A dependable freelancer sets about every contract with the mindset to transform a business into a successful venture, and their reward is the client's testimonial of the freelancer's expertise. Most often, surpassing an employer’s expectations is the best tactic in retaining their loyalty and patronage. We know of many reliable freelance specialists who have never been in want of jobs, as they are busy with contracts from existing clients and their referrals.
The Guts To Set Boundaries
Myth: No boundaries for freelancers
Fact: A freelancer has boundaries
Working remotely shouldn't open doors to clients, friends, and family to treat you like an ox yoked to plow on their fields. Freelancers are human with real emotional and physical needs. One of the things that make freelancers thick or let's say "self aware" is when they master the art of setting healthy boundaries between work and life.
I recommend freelancers to communicate their work hours with their clients. Let their kids, friends, siblings, and parents know about their work hours too just only their free time. More essentially, insist they respect these boundaries.
The Ability To Sell Ice To An Eskimo
Think of marketing as anything legal you do to promote your services to potential clients. As a freelance talent, your marketing skill must be bang on for your freelancing career to enjoy massive success. The cherry on the cake is that promoting your skills and services does not cost a dime; with your bold moves and the quality of your service delivery, the cookie is yours!

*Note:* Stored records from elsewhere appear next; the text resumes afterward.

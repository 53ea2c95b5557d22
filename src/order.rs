// 2.0: order rows and their status transitions.
// LIMIT orders carry the margin reserved at intake; MARKET orders reserve at fill.

use crate::types::{
    AccountId, Leverage, OrderId, OrderSide, OrderStatus, OrderType, Symbol, Timestamp,
};
use rust_decimal::Decimal;
use serde::{Deserialize, Serialize};

#[derive(Debug, Clone, Serialize, Deserialize)]
pub struct Order {
    pub id: OrderId,
    pub account_id: AccountId,
    pub symbol: Symbol,
    pub side: OrderSide,
    pub order_type: OrderType,
    pub quantity: Decimal,
    /// Limit price. None for MARKET orders.
    pub price: Option<Decimal>,
    pub leverage: Leverage,
    pub status: OrderStatus,
    pub executed_quantity: Decimal,
    pub avg_fill_price: Option<Decimal>,
    /// Margin moved available → margin at intake. Zero once settled or refunded.
    pub reserved_margin: Decimal,
    pub created_at: Timestamp,
    pub updated_at: Timestamp,
    pub filled_at: Option<Timestamp>,
}

impl Order {
    pub fn new_market(
        id: OrderId,
        account_id: AccountId,
        symbol: Symbol,
        side: OrderSide,
        quantity: Decimal,
        leverage: Leverage,
        now: Timestamp,
    ) -> Self {
        Self {
            id,
            account_id,
            symbol,
            side,
            order_type: OrderType::Market,
            quantity,
            price: None,
            leverage,
            status: OrderStatus::Pending,
            executed_quantity: Decimal::ZERO,
            avg_fill_price: None,
            reserved_margin: Decimal::ZERO,
            created_at: now,
            updated_at: now,
            filled_at: None,
        }
    }

    pub fn new_limit(
        id: OrderId,
        account_id: AccountId,
        symbol: Symbol,
        side: OrderSide,
        quantity: Decimal,
        price: Decimal,
        leverage: Leverage,
        reserved_margin: Decimal,
        now: Timestamp,
    ) -> Self {
        Self {
            id,
            account_id,
            symbol,
            side,
            order_type: OrderType::Limit,
            quantity,
            price: Some(price),
            leverage,
            status: OrderStatus::Pending,
            executed_quantity: Decimal::ZERO,
            avg_fill_price: None,
            reserved_margin,
            created_at: now,
            updated_at: now,
            filled_at: None,
        }
    }

    /// Whether a trade print at `trade_price` crosses this resting limit order.
    /// BUY fills when its limit is at or above the print, SELL at or below.
    pub fn is_crossed_by(&self, trade_price: Decimal) -> bool {
        match (self.order_type, self.price) {
            (OrderType::Limit, Some(limit)) => match self.side {
                OrderSide::Buy => limit >= trade_price,
                OrderSide::Sell => limit <= trade_price,
            },
            _ => false,
        }
    }

    /// Record an execution. A sweep that ran short leaves the order
    /// PARTIALLY_FILLED; anything else is FILLED.
    pub fn record_fill(&mut self, quantity: Decimal, avg_price: Decimal, now: Timestamp) {
        self.executed_quantity = quantity;
        self.avg_fill_price = Some(avg_price);
        self.status = if quantity < self.quantity {
            OrderStatus::PartiallyFilled
        } else {
            OrderStatus::Filled
        };
        self.filled_at = Some(now);
        self.updated_at = now;
    }

    pub fn cancel(&mut self, now: Timestamp) {
        self.status = OrderStatus::Cancelled;
        self.reserved_margin = Decimal::ZERO;
        self.updated_at = now;
    }
}

#[cfg(test)]
mod tests {
    use super::*;
    use rust_decimal_macros::dec;

    fn limit(side: OrderSide, price: Decimal) -> Order {
        Order::new_limit(
            OrderId(1),
            AccountId(1),
            Symbol::new("BTCUSDT"),
            side,
            dec!(1),
            price,
            Leverage::new(10).unwrap(),
            dec!(5000),
            Timestamp::from_millis(0),
        )
    }

    #[test]
    fn buy_crosses_at_or_below_limit() {
        let order = limit(OrderSide::Buy, dec!(50000));
        assert!(order.is_crossed_by(dec!(49900)));
        assert!(order.is_crossed_by(dec!(50000)));
        assert!(!order.is_crossed_by(dec!(50100)));
    }

    #[test]
    fn sell_crosses_at_or_above_limit() {
        let order = limit(OrderSide::Sell, dec!(50000));
        assert!(order.is_crossed_by(dec!(50100)));
        assert!(order.is_crossed_by(dec!(50000)));
        assert!(!order.is_crossed_by(dec!(49900)));
    }

    #[test]
    fn market_orders_never_cross() {
        let order = Order::new_market(
            OrderId(1),
            AccountId(1),
            Symbol::new("BTCUSDT"),
            OrderSide::Buy,
            dec!(1),
            Leverage::new(10).unwrap(),
            Timestamp::from_millis(0),
        );
        assert!(!order.is_crossed_by(dec!(1)));
    }

    #[test]
    fn short_fill_is_partial() {
        let mut order = limit(OrderSide::Buy, dec!(50000));
        order.record_fill(dec!(0.4), dec!(50000), Timestamp::from_millis(1));
        assert_eq!(order.status, OrderStatus::PartiallyFilled);

        let mut order = limit(OrderSide::Buy, dec!(50000));
        order.record_fill(dec!(1), dec!(50000), Timestamp::from_millis(1));
        assert_eq!(order.status, OrderStatus::Filled);
    }
}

In trying to advertise your skills, you must be familiar with some marketing avenues, one of which is owning a website where you upload SEO'd content to demonstrate your expertise. You can also join professional marketplaces like Upwork, Hourspent, and LinkedIn where many independent talents promote their services through their profiles on the platforms. I will encourage you to request feedback and reviews from clients every time you complete a contract. That will act as a good testimonial of your competency as a freelancer. There is nothing shameful in asking clients for feedback and reviews. In fact, by offering your services to them, you have earned the right to their assessment and response.
How To Flex Your Adaptability/Flexibility Muscles
Adaptability/Flexibility is quite underrated yet, is the pillar supporting every ambitious freelancer’s profession. By its nature, freelancing demands that a professional learns to cope favorably with seasonal changes in the job. More so, they have to make compromises to accommodate clients’ unstable requests.
Considering that freelancing is not a traditional 9-5 where steady work is guaranteed, you must make up your mind as a freelancer to adjust to changing conditions. How? is the question. Let’s say you are good at tech writing but passionate about fantasy. But if gigs on fantasy fiction are hard to come by, and there are openings for tech writers, what will you do? Switch to tech writing, of course.
To end this section, bear in mind that you should think of ways to be flexible in your interpersonal relationships with a client. Whereas some clients will prefer an informal, laidback mode of correspondence, others may be quite conservative, wanting only formal outfits in video calls. Flexibility can be summed in this saying When in Rome, behave like the Romans.